In vitro synthesis of bioactive hydroxyapatite using sodium hyaluronate as a template

Being a biocompatible and bioactive material, hyaluronic acid has great potential as a template to regulate the mineralization of hydroxyapatite (HA) nanocrystals in vitro. Our present study investigates the effects of sodium hyaluronate (SH) concentrations and initial pH values on the chemical composition, morphology and biological properties of hydroxyapatite (HA) crystals prepared by the wet chemical approach. All purified products were studied by Fourier transform infrared (FTIR) spectroscopy, X-ray diffractometry (XRD), X-ray photo-electronic spectroscopy (XPS), and transmission electron microscopy (TEM). This is the first time that bioactive carbonated apatites were synthesized using SH as a template. Biocompatibility of such apatites was gauged by cell vitality and alkaline phosphatase activity of MG-63 cells. The results suggested that carbonated apatites synthesized in the presence of SH were more favorable to the proliferation and differentiation of MG-63 cells compared to conventional apatites.
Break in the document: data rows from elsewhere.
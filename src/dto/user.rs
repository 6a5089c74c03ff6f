use serde::{Deserialize, Serialize};
use utoipa::ToSchema;
use uuid::Uuid;
use validator::Validate;

use crate::dao::models::UserEntity;

use super::format_system_time;

/// Full profile, visible to its owner and to friends lists.
#[derive(Debug, Clone, Serialize, ToSchema, PartialEq)]
pub struct UserProfile {
    pub id: Uuid,
    pub name: String,
    pub email: String,
    pub created_at: String,
}

impl From<UserEntity> for UserProfile {
    fn from(user: UserEntity) -> Self {
        Self {
            id: user.id,
            name: user.name,
            email: user.email,
            created_at: format_system_time(user.created_at),
        }
    }
}

/// Profile as shown to any authenticated user.
#[derive(Debug, Serialize, ToSchema)]
pub struct PublicProfile {
    pub id: Uuid,
    pub name: String,
}

impl From<UserEntity> for PublicProfile {
    fn from(user: UserEntity) -> Self {
        Self {
            id: user.id,
            name: user.name,
        }
    }
}

#[derive(Debug, Deserialize, ToSchema, Validate)]
pub struct UpdateProfileRequest {
    #[validate(length(min = 1, max = 80))]
    pub name: String,
}

/// Add a friend by the email they registered with.
#[derive(Debug, Deserialize, ToSchema, Validate)]
pub struct AddFriendRequest {
    #[validate(email)]
    pub email: String,
}
use reqwest::StatusCode;
use thiserror::Error;

pub type CatalogResult<T> = Result<T, CatalogError>;

/// Failures raised while talking to the catalog.
#[derive(Debug, Error)]
pub enum CatalogError {
    #[error("failed to build catalog HTTP client")]
    ClientBuilder {
        #[source]
        source: reqwest::Error,
    },
    #[error("catalog request to `{endpoint}` failed")]
    Request {
        endpoint: &'static str,
        #[source]
        source: reqwest::Error,
    },
    #[error("catalog answered {status} for `{endpoint}`")]
    Status {
        endpoint: &'static str,
        status: StatusCode,
    },
    /// The catalog accepted the request but queued it; the caller should retry later.
    #[error("catalog is still preparing the response for `{endpoint}`")]
    Busy { endpoint: &'static str },
    #[error("malformed catalog XML: {0}")]
    Xml(#[from] quick_xml::Error),
    #[error("malformed catalog XML attribute: {0}")]
    XmlAttribute(#[from] quick_xml::events::attributes::AttrError),
}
In our study, we also found that SH temporarily stabilizes amorphous calcium phosphate (ACP) at the early stage of crystallization. The results imply that the initial pH value and the concentration of SH play a key role in affecting calcium vacancies, carbonate content and morphology of apatite crystals, as well as their effects on the proliferation and osteogenic differentiation of MG-63 cells. These synthesized carbonate-containing apatites are potentially attractive candidates for tissue engineering applications.